El 7 de junio de 1994 fue lidiado Bastonito, el toro herrado con el número cinco de la vacada de Baltasar Ibán. Cuando hollaba la arena del coso de Las Ventas en Madrid, nadie presentía que iba a dar guerra sin cuartel hasta la muerte. De sus dos puyazos largos y bravos, sus banderillas trilladas, las 41 embestidas en la muleta donde la constante fue el terror y la pesadilla de su pitón derecho, y también de la épica que supuso para toro y torero la estocada, poco sabemos aún, 20 años después. Ahora como entonces, sus 44 arrobas destacadas para la guerra siguen siendo algo inefable (aquello que no puede ser dicho con simples palabras).

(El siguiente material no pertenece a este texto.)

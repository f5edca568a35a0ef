use chrono::{DateTime, Utc};
use serde::{Deserialize, Serialize};
use std::fmt;
use std::str::FromStr;
use uuid::Uuid;

use crate::error::DeliveryError;

/// Canonical delivery status. Every partner vocabulary is mapped into this set.
#[derive(Debug, Clone, Copy, Serialize, Deserialize, PartialEq, Eq, Hash)]
#[serde(rename_all = "SCREAMING_SNAKE_CASE")]
pub enum DeliveryStatus {
    Pending,
    Accepted,
    PickedUp,
    InTransit,
    Delivered,
    Cancelled,
}

impl DeliveryStatus {
    pub fn as_str(&self) -> &'static str {
        match self {
            DeliveryStatus::Pending => "PENDING",
            DeliveryStatus::Accepted => "ACCEPTED",
            DeliveryStatus::PickedUp => "PICKED_UP",
            DeliveryStatus::InTransit => "IN_TRANSIT",
            DeliveryStatus::Delivered => "DELIVERED",
            DeliveryStatus::Cancelled => "CANCELLED",
        }
    }

    pub fn is_terminal(&self) -> bool {
        matches!(self, DeliveryStatus::Delivered | DeliveryStatus::Cancelled)
    }

    /// Position along the forward lifecycle. Cancellation sits outside it.
    fn rank(&self) -> u8 {
        match self {
            DeliveryStatus::Pending => 0,
            DeliveryStatus::Accepted => 1,
            DeliveryStatus::PickedUp => 2,
            DeliveryStatus::InTransit => 3,
            DeliveryStatus::Delivered => 4,
            DeliveryStatus::Cancelled => 5,
        }
    }
}

impl fmt::Display for DeliveryStatus {
    fn fmt(&self, f: &mut fmt::Formatter<'_>) -> fmt::Result {
        f.write_str(self.as_str())
    }
}

impl FromStr for DeliveryStatus {
    type Err = DeliveryError;

    fn from_str(s: &str) -> Result<Self, Self::Err> {
        match s.to_ascii_uppercase().as_str() {
            "PENDING" => Ok(DeliveryStatus::Pending),
            "ACCEPTED" => Ok(DeliveryStatus::Accepted),
            "PICKED_UP" => Ok(DeliveryStatus::PickedUp),
            "IN_TRANSIT" => Ok(DeliveryStatus::InTransit),
            "DELIVERED" => Ok(DeliveryStatus::Delivered),
            "CANCELLED" => Ok(DeliveryStatus::Cancelled),
            other => Err(DeliveryError::Validation(format!("Unknown delivery status: {}", other))),
        }
    }
}

/// Closed set of logistics partners this service can dispatch to.
#[derive(Debug, Clone, Copy, Serialize, Deserialize, PartialEq, Eq, Hash)]
#[serde(rename_all = "SCREAMING_SNAKE_CASE")]
pub enum DeliveryPartner {
    Shiprocket,
}

impl DeliveryPartner {
    pub const ALL: [DeliveryPartner; 1] = [DeliveryPartner::Shiprocket];

    pub fn as_str(&self) -> &'static str {
        match self {
            DeliveryPartner::Shiprocket => "SHIPROCKET",
        }
    }
}

impl fmt::Display for DeliveryPartner {
    fn fmt(&self, f: &mut fmt::Formatter<'_>) -> fmt::Result {
        f.write_str(self.as_str())
    }
}

impl FromStr for DeliveryPartner {
    type Err = DeliveryError;

    fn from_str(s: &str) -> Result<Self, Self::Err> {
        DeliveryPartner::ALL
            .into_iter()
            .find(|p| p.as_str().eq_ignore_ascii_case(s.trim()))
            .ok_or_else(|| DeliveryError::Configuration(format!("No delivery strategy found for partner: {}", s)))
    }
}

/// Organization + branch of the caller. Every read and write is scoped by it.
#[derive(Debug, Clone, PartialEq, Eq, Hash, Serialize, Deserialize)]
pub struct TenantScope {
    pub organization_id: String,
    pub branch_id: String,
}

impl TenantScope {
    pub fn new(organization_id: impl Into<String>, branch_id: impl Into<String>) -> Self {
        Self {
            organization_id: organization_id.into(),
            branch_id: branch_id.into(),
        }
    }
}

/// What a partner hands back once it has accepted a shipment.
#[derive(Debug, Clone, PartialEq)]
pub struct ShipmentReceipt {
    pub tracking_id: String,
    pub shipment_id: Option<i64>,
    pub delivery_fee: Option<f64>,
}

/// Client-initiated delivery request, before tenancy is attached.
#[derive(Debug, Clone, Default, Serialize, Deserialize)]
#[serde(rename_all = "camelCase")]
pub struct CreateDeliveryRequest {
    #[serde(default)]
    pub order_id: String,
    pub preferred_partner: Option<String>,
    pub pickup_address: Option<String>,
    pub dropoff_address: Option<String>,
    pub recipient_name: Option<String>,
    pub recipient_phone: Option<String>,
}

impl CreateDeliveryRequest {
    pub fn validate(&self) -> Result<(), DeliveryError> {
        let order_id = self.order_id.trim();
        if order_id.is_empty() || order_id.chars().count() > 50 {
            return Err(DeliveryError::Validation(
                "orderId must be between 1 and 50 characters.".to_string(),
            ));
        }
        // used as a path segment when calling the order service
        let allowed = |c: char| c.is_ascii_alphanumeric() || matches!(c, '-' | '_' | '.');
        if !order_id.chars().all(allowed) || order_id.starts_with('.') {
            return Err(DeliveryError::Validation(
                "orderId may only contain letters, digits, '-', '_' and '.'.".to_string(),
            ));
        }

        if let Some(name) = &self.recipient_name {
            if name.chars().count() > 100 {
                return Err(DeliveryError::Validation(
                    "recipientName cannot exceed 100 characters.".to_string(),
                ));
            }
        }

        if let Some(phone) = &self.recipient_phone {
            let len = phone.chars().count();
            if !(7..=20).contains(&len) {
                return Err(DeliveryError::Validation(
                    "recipientPhone must be between 7 and 20 characters.".to_string(),
                ));
            }
            let allowed = |c: char| c.is_ascii_digit() || matches!(c, '+' | '(' | ')' | '-' | '.' | '/' | ' ');
            if !phone.chars().all(allowed) {
                return Err(DeliveryError::Validation("Invalid phone number format.".to_string()));
            }
        }

        Ok(())
    }
}

/// Outcome of applying a partner status to a stored order.
#[derive(Debug, Clone, Copy, PartialEq, Eq)]
pub enum StatusChange {
    Applied { from: DeliveryStatus, to: DeliveryStatus },
    Unchanged,
    /// Incoming status is behind the stored one (out-of-order delivery).
    Stale { current: DeliveryStatus, incoming: DeliveryStatus },
    /// Stored order already reached a terminal state.
    Terminal { current: DeliveryStatus, incoming: DeliveryStatus },
}

/// The delivery aggregate.
#[derive(Debug, Clone, Serialize, Deserialize, PartialEq)]
pub struct DeliveryOrder {
    pub id: Uuid,
    pub organization_id: String,
    pub branch_id: String,
    pub order_id: String,
    pub partner_name: DeliveryPartner,
    pub partner_tracking_id: Option<String>,
    pub partner_shipment_id: Option<i64>,
    pub status: DeliveryStatus,
    pub pickup_address: Option<String>,
    pub dropoff_address: Option<String>,
    pub recipient_name: Option<String>,
    pub recipient_phone: Option<String>,
    pub delivery_fee: Option<f64>,
    pub notes: Option<String>,
    pub created_at: DateTime<Utc>,
    pub updated_at: DateTime<Utc>,
    pub delivered_at: Option<DateTime<Utc>>,
}

impl DeliveryOrder {
    /// Build a fresh order in `PENDING`.
    pub fn new(scope: &TenantScope, partner: DeliveryPartner, request: &CreateDeliveryRequest) -> Self {
        let now = Utc::now();
        Self {
            id: courier_shared::new_delivery_id(),
            organization_id: scope.organization_id.clone(),
            branch_id: scope.branch_id.clone(),
            order_id: request.order_id.trim().to_string(),
            partner_name: partner,
            partner_tracking_id: None,
            partner_shipment_id: None,
            status: DeliveryStatus::Pending,
            pickup_address: request.pickup_address.clone(),
            dropoff_address: request.dropoff_address.clone(),
            recipient_name: request.recipient_name.clone(),
            recipient_phone: request.recipient_phone.clone(),
            delivery_fee: None,
            notes: None,
            created_at: now,
            updated_at: now,
            delivered_at: None,
        }
    }

    pub fn scope(&self) -> TenantScope {
        TenantScope::new(self.organization_id.clone(), self.branch_id.clone())
    }

    pub fn is_owned_by(&self, organization_id: &str) -> bool {
        self.organization_id == organization_id
    }

    /// Record the partner's acceptance: `PENDING` -> `ACCEPTED`.
    pub fn accept(&mut self, receipt: ShipmentReceipt) {
        self.partner_tracking_id = Some(receipt.tracking_id);
        self.partner_shipment_id = receipt.shipment_id;
        if receipt.delivery_fee.is_some() {
            self.delivery_fee = receipt.delivery_fee;
        }
        self.status = DeliveryStatus::Accepted;
        self.updated_at = Utc::now();
    }

    /// Apply a status reported by the partner. Forward-only, except that
    /// cancellation is accepted from any non-terminal state.
    pub fn apply_status(&mut self, incoming: DeliveryStatus, now: DateTime<Utc>) -> StatusChange {
        let current = self.status;

        if incoming == current {
            return StatusChange::Unchanged;
        }
        if current.is_terminal() {
            return StatusChange::Terminal { current, incoming };
        }
        if incoming != DeliveryStatus::Cancelled && incoming.rank() < current.rank() {
            return StatusChange::Stale { current, incoming };
        }

        self.status = incoming;
        self.updated_at = now;
        if incoming == DeliveryStatus::Delivered && self.delivered_at.is_none() {
            self.delivered_at = Some(now);
        }

        StatusChange::Applied { from: current, to: incoming }
    }

    /// Local cancellation. Only non-terminal orders can be cancelled.
    pub fn cancel(&mut self, reason: &str) -> Result<(), DeliveryError> {
        if self.status.is_terminal() {
            return Err(DeliveryError::InvalidTransition {
                from: self.status,
                to: DeliveryStatus::Cancelled,
            });
        }

        self.status = DeliveryStatus::Cancelled;
        self.append_note(&format!("Cancelled by user. Reason: {}", reason));
        Ok(())
    }

    pub fn append_note(&mut self, note: &str) {
        self.notes = Some(match self.notes.take() {
            Some(existing) if !existing.is_empty() => format!("{}\n{}", existing, note),
            _ => note.to_string(),
        });
        self.updated_at = Utc::now();
    }
}

#[cfg(test)]
mod tests {
    use super::*;
    use chrono::Duration;

    fn order() -> DeliveryOrder {
        let request = CreateDeliveryRequest {
            order_id: "O-1".to_string(),
            recipient_name: Some("Asha".to_string()),
            ..Default::default()
        };
        DeliveryOrder::new(&TenantScope::new("org-1", "br-1"), DeliveryPartner::Shiprocket, &request)
    }

    fn accepted() -> DeliveryOrder {
        let mut order = order();
        order.accept(ShipmentReceipt {
            tracking_id: "AWB-123".to_string(),
            shipment_id: Some(42),
            delivery_fee: Some(79.5),
        });
        order
    }

    #[test]
    fn test_new_order_is_pending() {
        let order = order();
        assert_eq!(order.status, DeliveryStatus::Pending);
        assert!(order.partner_tracking_id.is_none());
        assert_eq!(order.order_id, "O-1");
        assert!(order.is_owned_by("org-1"));
        assert!(!order.is_owned_by("org-2"));
    }

    #[test]
    fn test_accept_records_receipt() {
        let order = accepted();
        assert_eq!(order.status, DeliveryStatus::Accepted);
        assert_eq!(order.partner_tracking_id.as_deref(), Some("AWB-123"));
        assert_eq!(order.partner_shipment_id, Some(42));
        assert_eq!(order.delivery_fee, Some(79.5));
    }

    #[test]
    fn test_delivered_at_set_once() {
        let mut order = accepted();
        let first = Utc::now();

        let change = order.apply_status(DeliveryStatus::Delivered, first);
        assert_eq!(
            change,
            StatusChange::Applied { from: DeliveryStatus::Accepted, to: DeliveryStatus::Delivered }
        );
        assert_eq!(order.delivered_at, Some(first));

        let later = first + Duration::minutes(10);
        assert_eq!(order.apply_status(DeliveryStatus::Delivered, later), StatusChange::Unchanged);
        assert_eq!(order.delivered_at, Some(first));
    }

    #[test]
    fn test_out_of_order_status_is_stale() {
        let mut order = accepted();
        order.apply_status(DeliveryStatus::InTransit, Utc::now());

        let change = order.apply_status(DeliveryStatus::PickedUp, Utc::now());
        assert_eq!(
            change,
            StatusChange::Stale { current: DeliveryStatus::InTransit, incoming: DeliveryStatus::PickedUp }
        );
        assert_eq!(order.status, DeliveryStatus::InTransit);
    }

    #[test]
    fn test_terminal_order_ignores_updates() {
        let mut order = accepted();
        order.apply_status(DeliveryStatus::Delivered, Utc::now());

        let change = order.apply_status(DeliveryStatus::Cancelled, Utc::now());
        assert!(matches!(change, StatusChange::Terminal { .. }));
        assert_eq!(order.status, DeliveryStatus::Delivered);
    }

    #[test]
    fn test_cancel_appends_reason() {
        let mut order = accepted();
        order.notes = Some("Leave at reception".to_string());

        order.cancel("Customer changed mind").unwrap();

        assert_eq!(order.status, DeliveryStatus::Cancelled);
        assert_eq!(
            order.notes.as_deref(),
            Some("Leave at reception\nCancelled by user. Reason: Customer changed mind")
        );
        assert!(order.cancel("again please").is_err());
    }

    #[test]
    fn test_status_parsing_is_case_insensitive() {
        assert_eq!("in_transit".parse::<DeliveryStatus>().unwrap(), DeliveryStatus::InTransit);
        assert!("LOST".parse::<DeliveryStatus>().is_err());
        assert_eq!("shiprocket".parse::<DeliveryPartner>().unwrap(), DeliveryPartner::Shiprocket);
        assert!(matches!(
            "DUNZO".parse::<DeliveryPartner>(),
            Err(DeliveryError::Configuration(_))
        ));
    }

    #[test]
    fn test_request_validation() {
        let mut request = CreateDeliveryRequest {
            order_id: "O-1".to_string(),
            recipient_phone: Some("+91 98450-12345".to_string()),
            ..Default::default()
        };
        assert!(request.validate().is_ok());

        request.recipient_phone = Some("call me".to_string());
        assert!(request.validate().is_err());

        request.recipient_phone = None;
        request.order_id = "   ".to_string();
        assert!(request.validate().is_err());
    }

    #[test]
    fn test_order_id_rejects_path_characters() {
        for bad in ["../../org-2/orders/O-9", "O/9", "..", ".hidden", "O 9", "O%2F9", "O?x=1"] {
            let request = CreateDeliveryRequest {
                order_id: bad.to_string(),
                ..Default::default()
            };
            assert!(
                matches!(request.validate(), Err(DeliveryError::Validation(_))),
                "{bad} should be rejected"
            );
        }

        for good in ["O-1", "ORD_2026.03.01", "1042"] {
            let request = CreateDeliveryRequest {
                order_id: good.to_string(),
                ..Default::default()
            };
            assert!(request.validate().is_ok(), "{good} should be accepted");
        }
    }
}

Lo simple es otra cosa: la plaza, su matador César Rincón, la afición, la época: todos seguimos aún aquí, con la eterna pregunta de qué sería de nuestro paradigma actual si este toro Bastonito hubiera regado su sangre en la cabaña brava, en su ganadería Baltasar Ibán, o en muchas casas más, rendidas a la evidencia de la suprema casta y la bravura incontestable. El tipo del toro sería distinto, y nuestros baremos para decidir la maestría, el arte, la bravura y la sinrazón, serían desde luego otros. Pero Bastonito ha muerto, su sangre se regó en el traje de Rincón como una agresión sumada a la multitud de ataques que dirigió contra el matador. Está muerto. Mas desapareció para aparecer por siempre. Es decir, por ejemplo, uno puede ir a los bares que rodean la Santamaría de Bogotá, de toda estofa social y calidad, y se estrellará entonces constantemente con esto:
Es César Rincón con el medio pecho, la suerte cargada, la mano abajo y el mando a tope para un toro que producirá a lo largo de la lidia más de 15 bestiales derrotes por el pitón derecho. Una cantidad estimable, si pensamos que además ese pitón supone uno de los más peligrosos de toda la historia de la tauromaquia. Bastonito cortaba intensamente el final de cada embestida por esa asta, lanzaba tornillazos, describía cornadas y recostaba para hincar. Ese pitón es una inteligencia de la destrucción, empujado por un toro fiero que arrea con las patas de manera felina, y cuyas banderillas sin trampa también son una corona de espinas que rayarán el rostro de Rincón. Lograr este muletazo, como en efecto fue lograda la serie, es el canto más poderoso de la época, aún hoy sin superación, y resulta ser el producto más acabado de la ética torera, como lo es toda la lidia misma de Bastonito. Así que puede ser una cerveza mala de Bavaria, o un café lo que se tenga en frente del bar, pero esta foto atrae al espectador de una manera conmovedora como incomprensible, pues lograr explicar su grandeza es difícil. En palabras blancas, el pitón derecho de Bastonito conjugaba tal peligro, que esta es de las poquísimas veces en la historia de la tauromaquia en la que el toreo por la mano derecha resulta más difícil que el toreo al natural, fundamento de toda dificultad.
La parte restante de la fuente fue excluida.